Page 26
Story: You Like It Darker: Stories
“And the haircut,” said the second. “Looks like somebody sculped him. Hey short bus kid!”
Willie stopped hugging himself and looked up at them.
“Your face looks suspiciously like my ass,” said the first, and accepted a high five from his companion.
Willie looked back down at the dead mole. It was moving toward the sewer grate, but very slowly. He didn’t believe it was going to make it. At least not unless it started raining again.
Number One kicked him in the hip and proposed beating him up.
“Let him alone,” Number Two said. “I like his sister. She got a hot bod.”
They went on their way. Willie waited until they were out of sight, then got up, pulled the damp seat of his pants away from his butt, and walked home. His mother and father were still at work. Roxie was somewhere, probably with one of her friends. Grampa was in his room, looking at a game show on his TV. When Willie came in, he snapped it off.
“You’ve got a bit of a hitch in your gitalong,” Grampa said.
“What?”
“A limp, a limp. Let’s go out on the back porch. I want to smoke. What happened to you?”
“Kid kicked me,” Willie said. “I was watching a mole. It was dead. I wanted to see if it would go into the sewer or not.”
“Did it?”
“No. Unless it did after I left, but I don’t think so.”
“Kicked you, did he?”
“Yes.”
“Ah-ha,” Grampa said, and that closed the subject. They went out on the porch. They sat down. Grampa lit a cigarette and coughed out the first drag in several puffs.
“Tell me about the volcano under Yellowstone,” Willie proposed.
“Again?”
“Yes, please.”
“Well, it’s a big one. Maybe the biggest. And someday it’s going to blow. It’ll take the whole state of Wyoming when it does, plus some of Idaho and most of Montana.”
“But that isn’t all,” Willie said.
“Not at all.” Grampa smoked and coughed. “It’ll throw a billion tons of ash into the atmosphere. The crops will die worldwide. People will die worldwide. The Internet everyone is so proud of will go kerblooey.”
“The ones who don’t starve will choke to death,” Willie said. His eyes were shining. He clutched his throat and went grrrahh. “It could be an extinction event, like what killed the dinosaurs. Only it would be us this time.”
“Correct,” Grandfather said. “That boy who kicked you won’t be thinking about kicking anybody then. He’ll be crying for his mommy.”
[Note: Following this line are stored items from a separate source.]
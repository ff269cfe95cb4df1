//! Optional styling carried by every element.
//!
//! Field names serialize in camelCase (`fontSize`, `textAlign`, ...) so the
//! JSON view lines up with the `style` schema.

use serde::{Deserialize, Serialize};

use crate::draw::{Align, Color, OutlinePaint, ShadowPaint};

#[derive(Debug, Clone, Default, PartialEq, Serialize, Deserialize)]
#[serde(rename_all = "camelCase")]
pub struct Style {
    #[serde(skip_serializing_if = "Option::is_none")]
    pub font: Option<String>,
    #[serde(skip_serializing_if = "Option::is_none")]
    pub color: Option<String>,
    #[serde(skip_serializing_if = "Option::is_none")]
    pub font_size: Option<f64>,
    #[serde(skip_serializing_if = "Option::is_none")]
    pub font_type: Option<String>,
    #[serde(skip_serializing_if = "Option::is_none")]
    pub line_height: Option<f64>,
    #[serde(skip_serializing_if = "Option::is_none")]
    pub text_align: Option<Align>,
    #[serde(skip_serializing_if = "Option::is_none")]
    pub shadow: Option<Shadow>,
    #[serde(skip_serializing_if = "Option::is_none")]
    pub outline: Option<Outline>,
}

#[derive(Debug, Clone, Default, PartialEq, Serialize, Deserialize)]
pub struct Shadow {
    #[serde(skip_serializing_if = "Option::is_none")]
    pub x: Option<f64>,
    #[serde(skip_serializing_if = "Option::is_none")]
    pub y: Option<f64>,
    #[serde(skip_serializing_if = "Option::is_none")]
    pub color: Option<String>,
    #[serde(skip_serializing_if = "Option::is_none")]
    pub blur: Option<f64>,
}

#[derive(Debug, Clone, Default, PartialEq, Serialize, Deserialize)]
pub struct Outline {
    #[serde(skip_serializing_if = "Option::is_none")]
    pub color: Option<String>,
    #[serde(skip_serializing_if = "Option::is_none")]
    pub thickness: Option<f64>,
}

/// Overwrites `slot` only when it already holds a value.
fn overwrite<T: Clone>(slot: &mut Option<T>, update: &Option<T>) {
    if let (Some(current), Some(new)) = (slot.as_mut(), update) {
        *current = new.clone();
    }
}

impl Style {
    /// Copies every field of `update` that this style already has.
    ///
    /// Fields the stored style never had stay absent, and nested shadow and
    /// outline records merge key by key the same way.
    pub fn merge(&mut self, update: &Style) {
        overwrite(&mut self.font, &update.font);
        overwrite(&mut self.color, &update.color);
        overwrite(&mut self.font_size, &update.font_size);
        overwrite(&mut self.font_type, &update.font_type);
        overwrite(&mut self.line_height, &update.line_height);
        overwrite(&mut self.text_align, &update.text_align);

        if let (Some(shadow), Some(new)) = (self.shadow.as_mut(), &update.shadow) {
            shadow.merge(new);
        }
        if let (Some(outline), Some(new)) = (self.outline.as_mut(), &update.outline) {
            outline.merge(new);
        }
    }

    /// Shadow paint, or `None` when the shadow would be invisible (no color).
    pub fn shadow_paint(&self) -> Option<ShadowPaint> {
        let shadow = self.shadow.as_ref()?;
        let color = shadow.color.as_deref().and_then(Color::from_hex)?;
        Some(ShadowPaint {
            offset_x: shadow.x.unwrap_or(0.0),
            offset_y: shadow.y.unwrap_or(0.0),
            color,
            blur: shadow.blur.unwrap_or(0.0),
        })
    }

    /// Outline paint; black and one pixel wide unless the style says otherwise.
    pub fn outline_paint(&self) -> Option<OutlinePaint> {
        let outline = self.outline.as_ref()?;
        Some(OutlinePaint {
            color: outline
                .color
                .as_deref()
                .and_then(Color::from_hex)
                .unwrap_or(crate::draw::color::BLACK),
            thickness: outline.thickness.unwrap_or(1.0),
        })
    }
}

impl Shadow {
    fn merge(&mut self, update: &Shadow) {
        overwrite(&mut self.x, &update.x);
        overwrite(&mut self.y, &update.y);
        overwrite(&mut self.color, &update.color);
        overwrite(&mut self.blur, &update.blur);
    }
}

impl Outline {
    fn merge(&mut self, update: &Outline) {
        overwrite(&mut self.color, &update.color);
        overwrite(&mut self.thickness, &update.thickness);
    }
}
“But his mommy will be dead.”
“Correct,” said Grandfather.
That winter, a disease in China that had been just another item on the nightly news turned into a plague that started killing people all over the world. Hospitals and morgues were overflowing. People in Europe were mostly staying inside and when they went out they put on masks. Some people in America also put on masks, mostly if they were going to the supermarket. It wasn’t as good as a massive volcanic eruption in Yellowstone National Park, but Willie thought it was pretty good. He kept track of the dead-numbers on his phone. Schools were shut down early. Roxie cried because she was missing the end-of-year dance, but Willie didn’t mind. You didn’t get a dance at the end of the year when you were Remedial.
In March of that year, Grandfather began to cough a lot more, and sometimes he coughed up blood. Father took him to the doctor, where they had to sit in the parking lot until they were called because of the virus that was killing people. Mother and Father were both pretty sure Grampa had the virus, probably brought into the house by either Roxie or Willie. Most kids didn’t get sick, it seemed, or at least not very sick, but they could pass it on and when old people caught it, they usually died. According to the news, in New York the hospitals were using refrigerated trucks to store the bodies. Mostly the bodies of old people like Grampa. Willie wondered what the insides of those trucks looked like. Were the dead people wrapped in sheets, or were they in body bags? What if one of them was still alive but froze to death? Willie thought that would make a good TV show.
It turned out Grampa didn’t have the virus. He had cancer. The doctor said it started in his pancreas and then spread to his lungs. Mother told Roxie everything while they were doing dishes, and Roxie told Willie. Ordinarily she wouldn’t have done that, usually the kitchen after supper was like Vegas, what got said there stayed there, but Roxie couldn’t wait to tell Willie the Weirdo that his beloved grampa was circling the drain.
“Daddy asked if he should go in the hospital,” she told Willie, “and the doctor said if you don’t want him to die in two weeks instead of in six months or a year, take him home. The doctor said the hospital is a germ-pit and everybody who works there has to dress like in a sci-fi movie. So that’s why he’s still here.”